• _Extracted entries_
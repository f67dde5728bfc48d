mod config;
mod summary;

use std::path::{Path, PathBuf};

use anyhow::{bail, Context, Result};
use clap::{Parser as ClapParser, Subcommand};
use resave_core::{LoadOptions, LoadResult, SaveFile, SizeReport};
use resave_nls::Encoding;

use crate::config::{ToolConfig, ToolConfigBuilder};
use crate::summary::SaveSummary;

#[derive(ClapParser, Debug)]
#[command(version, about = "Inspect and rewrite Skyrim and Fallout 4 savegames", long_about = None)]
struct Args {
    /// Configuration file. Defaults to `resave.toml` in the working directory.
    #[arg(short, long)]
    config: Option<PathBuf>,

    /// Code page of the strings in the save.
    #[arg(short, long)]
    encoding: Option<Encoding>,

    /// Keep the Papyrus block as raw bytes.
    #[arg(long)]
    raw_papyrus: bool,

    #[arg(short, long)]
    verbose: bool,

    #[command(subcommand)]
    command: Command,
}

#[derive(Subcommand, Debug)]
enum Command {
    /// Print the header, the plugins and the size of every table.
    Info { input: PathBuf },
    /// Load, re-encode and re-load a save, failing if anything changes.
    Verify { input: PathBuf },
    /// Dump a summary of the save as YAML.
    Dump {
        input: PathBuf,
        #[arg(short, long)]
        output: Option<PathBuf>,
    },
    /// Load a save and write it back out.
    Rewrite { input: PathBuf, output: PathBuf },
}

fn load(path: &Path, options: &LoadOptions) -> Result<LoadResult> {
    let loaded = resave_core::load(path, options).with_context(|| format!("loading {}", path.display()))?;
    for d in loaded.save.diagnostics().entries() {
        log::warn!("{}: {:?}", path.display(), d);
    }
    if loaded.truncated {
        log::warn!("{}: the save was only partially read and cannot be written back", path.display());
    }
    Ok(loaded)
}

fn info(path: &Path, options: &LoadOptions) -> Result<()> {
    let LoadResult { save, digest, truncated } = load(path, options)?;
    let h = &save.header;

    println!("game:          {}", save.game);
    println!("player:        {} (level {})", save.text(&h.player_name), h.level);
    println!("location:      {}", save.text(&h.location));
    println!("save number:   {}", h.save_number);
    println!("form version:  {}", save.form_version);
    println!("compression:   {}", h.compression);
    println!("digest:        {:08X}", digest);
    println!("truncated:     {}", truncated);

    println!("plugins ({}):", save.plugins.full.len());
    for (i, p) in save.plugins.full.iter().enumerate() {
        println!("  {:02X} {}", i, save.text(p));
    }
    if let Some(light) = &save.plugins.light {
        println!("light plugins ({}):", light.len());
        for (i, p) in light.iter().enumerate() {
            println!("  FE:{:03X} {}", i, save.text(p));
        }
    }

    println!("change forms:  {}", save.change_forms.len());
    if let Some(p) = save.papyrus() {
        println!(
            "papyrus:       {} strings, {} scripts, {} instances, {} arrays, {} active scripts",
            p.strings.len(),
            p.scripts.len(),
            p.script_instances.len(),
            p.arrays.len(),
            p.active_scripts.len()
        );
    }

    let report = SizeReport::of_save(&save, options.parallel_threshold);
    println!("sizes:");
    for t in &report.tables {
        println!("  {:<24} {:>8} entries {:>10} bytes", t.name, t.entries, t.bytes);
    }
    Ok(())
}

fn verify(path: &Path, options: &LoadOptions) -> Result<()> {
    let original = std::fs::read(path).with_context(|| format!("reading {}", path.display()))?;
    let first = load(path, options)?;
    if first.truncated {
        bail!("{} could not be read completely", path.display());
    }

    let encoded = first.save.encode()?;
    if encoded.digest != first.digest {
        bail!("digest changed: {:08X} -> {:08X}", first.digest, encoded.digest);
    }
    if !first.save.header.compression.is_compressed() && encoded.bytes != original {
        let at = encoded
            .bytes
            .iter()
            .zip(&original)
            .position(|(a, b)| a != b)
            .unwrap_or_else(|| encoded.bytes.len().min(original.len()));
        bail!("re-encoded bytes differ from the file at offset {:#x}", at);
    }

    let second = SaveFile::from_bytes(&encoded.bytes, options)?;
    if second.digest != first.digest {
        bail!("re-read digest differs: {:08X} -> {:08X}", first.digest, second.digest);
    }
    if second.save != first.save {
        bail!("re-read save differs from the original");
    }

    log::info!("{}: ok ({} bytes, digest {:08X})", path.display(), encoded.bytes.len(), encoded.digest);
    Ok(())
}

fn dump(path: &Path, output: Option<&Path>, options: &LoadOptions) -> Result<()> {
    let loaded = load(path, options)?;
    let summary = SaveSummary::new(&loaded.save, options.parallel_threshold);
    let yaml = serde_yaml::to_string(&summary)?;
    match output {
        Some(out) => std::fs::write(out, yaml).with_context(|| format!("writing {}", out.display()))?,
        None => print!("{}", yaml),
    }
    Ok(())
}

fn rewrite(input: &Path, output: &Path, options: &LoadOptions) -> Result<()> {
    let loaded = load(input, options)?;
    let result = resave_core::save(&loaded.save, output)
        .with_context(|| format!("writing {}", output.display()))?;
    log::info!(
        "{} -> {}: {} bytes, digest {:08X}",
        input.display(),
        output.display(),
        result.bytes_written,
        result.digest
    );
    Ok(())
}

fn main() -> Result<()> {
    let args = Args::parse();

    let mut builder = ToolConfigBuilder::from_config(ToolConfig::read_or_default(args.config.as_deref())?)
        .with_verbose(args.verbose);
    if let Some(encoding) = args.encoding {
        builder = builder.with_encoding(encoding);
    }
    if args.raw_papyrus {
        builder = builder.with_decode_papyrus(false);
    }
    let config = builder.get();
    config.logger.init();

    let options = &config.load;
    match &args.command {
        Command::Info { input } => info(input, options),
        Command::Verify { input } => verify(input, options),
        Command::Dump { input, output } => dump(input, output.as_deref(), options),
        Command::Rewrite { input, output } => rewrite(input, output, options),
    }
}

* * *

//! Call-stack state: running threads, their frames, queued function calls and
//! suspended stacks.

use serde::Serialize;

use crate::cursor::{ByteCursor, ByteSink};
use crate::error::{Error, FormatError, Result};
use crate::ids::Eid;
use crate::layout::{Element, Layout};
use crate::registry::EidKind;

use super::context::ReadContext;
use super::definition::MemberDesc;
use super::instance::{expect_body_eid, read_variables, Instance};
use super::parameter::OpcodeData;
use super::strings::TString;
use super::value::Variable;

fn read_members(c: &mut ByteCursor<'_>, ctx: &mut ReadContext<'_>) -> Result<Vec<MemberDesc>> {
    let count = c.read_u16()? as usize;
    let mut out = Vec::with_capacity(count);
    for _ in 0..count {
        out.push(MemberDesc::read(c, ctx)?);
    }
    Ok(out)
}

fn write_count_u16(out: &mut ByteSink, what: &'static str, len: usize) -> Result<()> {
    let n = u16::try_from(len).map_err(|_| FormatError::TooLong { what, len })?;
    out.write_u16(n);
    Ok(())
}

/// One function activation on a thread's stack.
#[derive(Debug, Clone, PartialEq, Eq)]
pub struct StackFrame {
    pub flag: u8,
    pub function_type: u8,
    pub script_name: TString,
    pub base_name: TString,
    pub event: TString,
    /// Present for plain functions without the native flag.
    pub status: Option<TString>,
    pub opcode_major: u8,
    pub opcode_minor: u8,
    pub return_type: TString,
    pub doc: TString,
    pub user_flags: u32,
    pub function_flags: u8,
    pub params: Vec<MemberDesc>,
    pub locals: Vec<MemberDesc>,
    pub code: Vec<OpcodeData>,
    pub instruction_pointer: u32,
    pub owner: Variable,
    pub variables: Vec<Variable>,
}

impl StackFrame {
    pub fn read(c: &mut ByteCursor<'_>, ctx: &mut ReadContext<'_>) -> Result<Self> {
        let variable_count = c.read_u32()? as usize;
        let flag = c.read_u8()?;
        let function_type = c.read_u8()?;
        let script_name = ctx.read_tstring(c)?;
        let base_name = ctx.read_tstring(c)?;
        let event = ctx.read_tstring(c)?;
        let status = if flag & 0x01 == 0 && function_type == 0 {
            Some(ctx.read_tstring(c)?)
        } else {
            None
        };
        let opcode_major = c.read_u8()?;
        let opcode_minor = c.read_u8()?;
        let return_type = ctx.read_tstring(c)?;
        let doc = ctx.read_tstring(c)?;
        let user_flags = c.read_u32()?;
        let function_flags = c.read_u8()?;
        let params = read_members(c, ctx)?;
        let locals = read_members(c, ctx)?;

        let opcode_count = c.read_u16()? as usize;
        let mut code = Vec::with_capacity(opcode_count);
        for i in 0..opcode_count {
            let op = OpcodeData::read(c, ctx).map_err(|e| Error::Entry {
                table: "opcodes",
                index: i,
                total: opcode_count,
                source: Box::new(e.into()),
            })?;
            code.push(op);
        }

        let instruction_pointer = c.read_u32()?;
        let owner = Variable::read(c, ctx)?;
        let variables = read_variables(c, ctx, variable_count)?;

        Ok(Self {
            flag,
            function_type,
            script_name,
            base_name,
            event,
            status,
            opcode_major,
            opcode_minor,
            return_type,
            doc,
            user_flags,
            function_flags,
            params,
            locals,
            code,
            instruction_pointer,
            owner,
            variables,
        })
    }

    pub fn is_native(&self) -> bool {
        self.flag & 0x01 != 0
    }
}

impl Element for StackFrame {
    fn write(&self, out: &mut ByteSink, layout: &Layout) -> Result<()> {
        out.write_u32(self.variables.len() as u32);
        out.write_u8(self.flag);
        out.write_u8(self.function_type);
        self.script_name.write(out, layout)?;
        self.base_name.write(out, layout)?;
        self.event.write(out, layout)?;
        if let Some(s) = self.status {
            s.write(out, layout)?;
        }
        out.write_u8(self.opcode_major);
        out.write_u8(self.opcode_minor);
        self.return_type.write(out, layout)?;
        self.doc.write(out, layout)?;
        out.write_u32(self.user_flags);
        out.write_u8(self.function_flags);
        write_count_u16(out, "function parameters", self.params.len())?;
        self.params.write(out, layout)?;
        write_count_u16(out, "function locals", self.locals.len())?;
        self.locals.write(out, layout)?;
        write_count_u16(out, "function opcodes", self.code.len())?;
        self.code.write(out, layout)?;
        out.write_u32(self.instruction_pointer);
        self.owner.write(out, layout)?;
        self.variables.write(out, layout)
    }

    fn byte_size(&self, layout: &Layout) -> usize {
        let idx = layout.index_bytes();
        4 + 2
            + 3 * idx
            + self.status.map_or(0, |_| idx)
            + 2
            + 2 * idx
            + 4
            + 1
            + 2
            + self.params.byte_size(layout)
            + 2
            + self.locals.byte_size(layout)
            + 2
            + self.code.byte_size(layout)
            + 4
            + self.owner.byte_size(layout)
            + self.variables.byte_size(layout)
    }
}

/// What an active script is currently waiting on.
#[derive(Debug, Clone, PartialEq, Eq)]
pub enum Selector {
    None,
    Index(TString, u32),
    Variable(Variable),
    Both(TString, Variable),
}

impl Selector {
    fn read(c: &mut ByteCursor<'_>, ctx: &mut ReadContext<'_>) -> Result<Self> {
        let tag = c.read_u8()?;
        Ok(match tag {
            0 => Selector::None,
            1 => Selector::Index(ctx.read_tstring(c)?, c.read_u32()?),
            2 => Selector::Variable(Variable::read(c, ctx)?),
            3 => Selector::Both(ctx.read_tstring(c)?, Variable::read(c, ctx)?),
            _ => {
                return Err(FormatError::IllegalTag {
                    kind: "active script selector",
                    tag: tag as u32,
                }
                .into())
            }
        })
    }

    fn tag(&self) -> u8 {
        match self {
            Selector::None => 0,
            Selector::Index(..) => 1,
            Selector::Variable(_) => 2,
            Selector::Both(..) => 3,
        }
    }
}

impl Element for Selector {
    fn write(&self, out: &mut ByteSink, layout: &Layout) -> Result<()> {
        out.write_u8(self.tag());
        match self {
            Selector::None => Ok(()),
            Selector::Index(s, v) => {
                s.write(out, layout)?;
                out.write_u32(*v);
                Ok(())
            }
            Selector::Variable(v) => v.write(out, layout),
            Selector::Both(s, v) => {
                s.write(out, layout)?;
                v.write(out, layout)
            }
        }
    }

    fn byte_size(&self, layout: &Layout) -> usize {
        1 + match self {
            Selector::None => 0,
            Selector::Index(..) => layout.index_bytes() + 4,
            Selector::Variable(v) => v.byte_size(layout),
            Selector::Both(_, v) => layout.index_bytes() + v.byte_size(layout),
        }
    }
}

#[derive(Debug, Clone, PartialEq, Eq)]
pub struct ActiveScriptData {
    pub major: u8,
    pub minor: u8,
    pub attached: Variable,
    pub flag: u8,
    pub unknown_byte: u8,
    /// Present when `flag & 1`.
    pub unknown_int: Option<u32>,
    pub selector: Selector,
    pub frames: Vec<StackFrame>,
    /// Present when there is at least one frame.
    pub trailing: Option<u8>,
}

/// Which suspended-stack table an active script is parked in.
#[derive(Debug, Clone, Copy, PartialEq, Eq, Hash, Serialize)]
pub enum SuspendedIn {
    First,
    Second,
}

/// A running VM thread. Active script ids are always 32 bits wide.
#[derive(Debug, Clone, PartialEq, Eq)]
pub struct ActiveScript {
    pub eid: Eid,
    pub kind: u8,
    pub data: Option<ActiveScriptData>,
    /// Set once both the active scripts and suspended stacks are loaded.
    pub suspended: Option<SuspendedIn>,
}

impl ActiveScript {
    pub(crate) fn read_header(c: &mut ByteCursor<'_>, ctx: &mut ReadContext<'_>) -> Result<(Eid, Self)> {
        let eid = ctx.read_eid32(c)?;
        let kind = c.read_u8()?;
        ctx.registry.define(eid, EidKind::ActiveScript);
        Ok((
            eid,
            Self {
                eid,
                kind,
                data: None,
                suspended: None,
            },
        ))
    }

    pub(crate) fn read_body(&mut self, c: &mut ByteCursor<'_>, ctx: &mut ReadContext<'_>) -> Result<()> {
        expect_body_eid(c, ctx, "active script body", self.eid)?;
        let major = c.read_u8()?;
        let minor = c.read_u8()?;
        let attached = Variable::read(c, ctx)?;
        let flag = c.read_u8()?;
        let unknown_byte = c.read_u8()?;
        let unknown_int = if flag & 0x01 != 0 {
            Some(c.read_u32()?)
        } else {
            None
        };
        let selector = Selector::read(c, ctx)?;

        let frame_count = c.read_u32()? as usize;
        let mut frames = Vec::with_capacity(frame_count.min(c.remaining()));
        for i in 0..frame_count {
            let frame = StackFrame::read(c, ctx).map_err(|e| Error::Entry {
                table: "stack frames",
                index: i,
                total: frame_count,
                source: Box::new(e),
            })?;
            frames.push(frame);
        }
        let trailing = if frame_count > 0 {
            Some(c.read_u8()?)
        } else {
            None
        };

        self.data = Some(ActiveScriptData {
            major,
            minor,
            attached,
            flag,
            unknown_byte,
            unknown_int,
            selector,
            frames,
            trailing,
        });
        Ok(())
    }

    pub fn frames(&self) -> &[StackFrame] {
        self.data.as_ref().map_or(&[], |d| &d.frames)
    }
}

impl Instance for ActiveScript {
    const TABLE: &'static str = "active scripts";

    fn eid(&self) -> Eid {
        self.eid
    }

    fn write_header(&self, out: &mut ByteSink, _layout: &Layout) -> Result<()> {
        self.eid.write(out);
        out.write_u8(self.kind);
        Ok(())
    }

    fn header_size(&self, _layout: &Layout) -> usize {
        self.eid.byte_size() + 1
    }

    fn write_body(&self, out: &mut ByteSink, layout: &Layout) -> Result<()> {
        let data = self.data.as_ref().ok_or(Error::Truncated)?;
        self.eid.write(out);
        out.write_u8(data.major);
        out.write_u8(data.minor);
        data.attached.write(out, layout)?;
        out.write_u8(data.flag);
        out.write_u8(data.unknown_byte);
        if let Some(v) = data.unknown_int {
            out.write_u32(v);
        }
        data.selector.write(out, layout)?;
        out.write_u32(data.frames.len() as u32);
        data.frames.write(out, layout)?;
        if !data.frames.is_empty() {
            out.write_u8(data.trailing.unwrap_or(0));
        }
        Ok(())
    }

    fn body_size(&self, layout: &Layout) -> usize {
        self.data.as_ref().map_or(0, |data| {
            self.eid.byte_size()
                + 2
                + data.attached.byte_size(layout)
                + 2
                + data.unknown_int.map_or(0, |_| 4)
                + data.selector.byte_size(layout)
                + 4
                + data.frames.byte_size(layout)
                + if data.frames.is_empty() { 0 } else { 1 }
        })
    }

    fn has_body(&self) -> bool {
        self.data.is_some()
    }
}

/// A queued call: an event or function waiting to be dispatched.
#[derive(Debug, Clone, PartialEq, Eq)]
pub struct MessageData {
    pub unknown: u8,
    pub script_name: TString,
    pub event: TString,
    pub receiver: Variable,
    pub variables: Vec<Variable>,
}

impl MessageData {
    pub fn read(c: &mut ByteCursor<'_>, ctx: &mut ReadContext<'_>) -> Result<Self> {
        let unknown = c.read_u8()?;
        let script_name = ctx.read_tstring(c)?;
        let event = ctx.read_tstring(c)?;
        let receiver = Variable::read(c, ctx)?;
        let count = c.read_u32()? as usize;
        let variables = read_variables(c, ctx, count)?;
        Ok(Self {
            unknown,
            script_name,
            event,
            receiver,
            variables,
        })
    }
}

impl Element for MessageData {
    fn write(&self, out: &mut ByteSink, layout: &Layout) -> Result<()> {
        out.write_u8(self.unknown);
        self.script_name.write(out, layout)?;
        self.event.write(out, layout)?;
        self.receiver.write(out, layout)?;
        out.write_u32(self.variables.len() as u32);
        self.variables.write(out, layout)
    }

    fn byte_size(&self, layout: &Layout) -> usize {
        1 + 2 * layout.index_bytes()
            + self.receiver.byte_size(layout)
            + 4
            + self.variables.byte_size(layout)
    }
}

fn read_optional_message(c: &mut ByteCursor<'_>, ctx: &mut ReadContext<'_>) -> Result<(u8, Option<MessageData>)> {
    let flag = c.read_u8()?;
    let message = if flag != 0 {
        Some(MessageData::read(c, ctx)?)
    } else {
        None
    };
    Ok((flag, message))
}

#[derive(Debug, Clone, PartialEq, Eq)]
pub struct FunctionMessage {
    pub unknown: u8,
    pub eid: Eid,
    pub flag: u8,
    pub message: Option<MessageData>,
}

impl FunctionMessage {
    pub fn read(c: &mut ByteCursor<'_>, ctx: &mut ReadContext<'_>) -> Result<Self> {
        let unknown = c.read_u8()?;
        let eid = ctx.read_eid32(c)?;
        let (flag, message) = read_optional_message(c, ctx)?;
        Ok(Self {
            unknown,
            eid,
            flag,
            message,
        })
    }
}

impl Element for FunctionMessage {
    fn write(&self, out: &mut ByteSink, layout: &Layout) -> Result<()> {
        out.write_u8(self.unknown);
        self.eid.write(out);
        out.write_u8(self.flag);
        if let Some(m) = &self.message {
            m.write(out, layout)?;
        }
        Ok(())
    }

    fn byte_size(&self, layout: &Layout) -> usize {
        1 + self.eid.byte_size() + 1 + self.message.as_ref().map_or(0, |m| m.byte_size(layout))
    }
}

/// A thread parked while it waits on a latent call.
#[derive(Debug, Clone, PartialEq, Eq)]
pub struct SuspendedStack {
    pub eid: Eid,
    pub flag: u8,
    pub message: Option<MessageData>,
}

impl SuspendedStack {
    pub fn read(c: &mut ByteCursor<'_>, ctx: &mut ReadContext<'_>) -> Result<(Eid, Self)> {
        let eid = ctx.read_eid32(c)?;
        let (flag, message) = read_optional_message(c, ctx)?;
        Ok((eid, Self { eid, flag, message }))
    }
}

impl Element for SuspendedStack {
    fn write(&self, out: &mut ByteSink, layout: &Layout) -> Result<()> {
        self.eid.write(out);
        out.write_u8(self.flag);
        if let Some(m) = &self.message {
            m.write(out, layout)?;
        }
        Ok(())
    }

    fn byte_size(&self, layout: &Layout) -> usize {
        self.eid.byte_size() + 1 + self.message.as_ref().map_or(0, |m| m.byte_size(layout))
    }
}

• _What is expected_
Above are the records. How many of their lines hold "trailing"? Answer with the number alone.

• _Output of the exercise_
4